Other completed Sharp Eyes projects are in Kashgar (one of the most heavily policed cities in Xinjiang), the Tianshan district of Urumqi, a public-private partnership (PPP) in Hotan Prefecture, Toli County in Tacheng Prefecture, and Yining County in the Ili Kazakh Autonomous Prefecture. There is also an ongoing procurement process led by the ninth division of the Xinjiang Production and Construction Corps, an economic and paramilitary organization that has administrative authority over much of the region.

Two of the major beneficiaries of the security spending spree in Xinjiang are Dahua and Hikvision–both major companies producing surveillance products for Sharp Eyes projects–which have won over one billion USD worth of security projects in the region since 2016. They are the world’s two largest security camera manufacturers, and are both subject to U.S. federal use bans

Hikvision’s state-owned parent company China Electronics Technology Group (CETC), which founded Hikvision under its No. 52 Research Institute, has a broader presence in over 110 countries and regions worldwide. In Xinjiang, a wholly-owned subsidiary of CETC created a predictive policing system called the Integrated Joint Operations Platform (IJOP). The system, unrelated to Sharp Eyes, disproportionately targets Uyghurs’ way of life, and was recently reverse-engineered by Human Rights Watch.

So far, one clearly documented instance of CETC participation in Sharp Eyes is through the Anhui Province-based Sun Create Electronics Co, a subsidiary of CETC’s No. 38 Research Institute. It won a 6.37 billion yuan tender last year for a Sharp Eyes project in Hefei, Anhui’s provincial capital, and another this year in Anhui’s Huangshan City.

In correspondence with CDT, Maya Wang, who authored HRW’s recent report on IJOP, emphasized the government’s apparent wider-reaching surveillance goals, to which Sharp Eyes contributes: “This ambition for total surveillance and social control is not limited to Xinjiang—although that is a region where surveillance is most intrusive and visible. This ambition is a national one.” 

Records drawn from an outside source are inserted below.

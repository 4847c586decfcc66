//! # bsl-common-support
//!
//! Vendor support levels of configuration objects and platform compatibility modes.

pub mod compatibility_mode;
pub mod support_variant;

pub use compatibility_mode::CompatibilityMode;
pub use support_variant::SupportVariant;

Managing “Special Populations” and Urban Metropolises

The increased desire to address “special populations” is also highlighted as one of Sharp Eyes’ goals. Several projects, including in Linyi in Shandong Province and Yuzhong County in Qinghai Province’s Xining City, mention the term “special populations service management” [特殊人群服务管理]. A self-media post on Sohu explains that these groups include the mentally ill, drug addicts, and those undergoing “community correction” practices such as being on parole or suspended sentences. The goal is to monitor the exact number of such individuals, and to input their information into the grid management system so that their whereabouts are clear and authorities do not “lose the ability to manage” them. Chinese police are known to maintain databases including personal information about individuals of interest, including tags for various personal characteristics or social groups they may belong to.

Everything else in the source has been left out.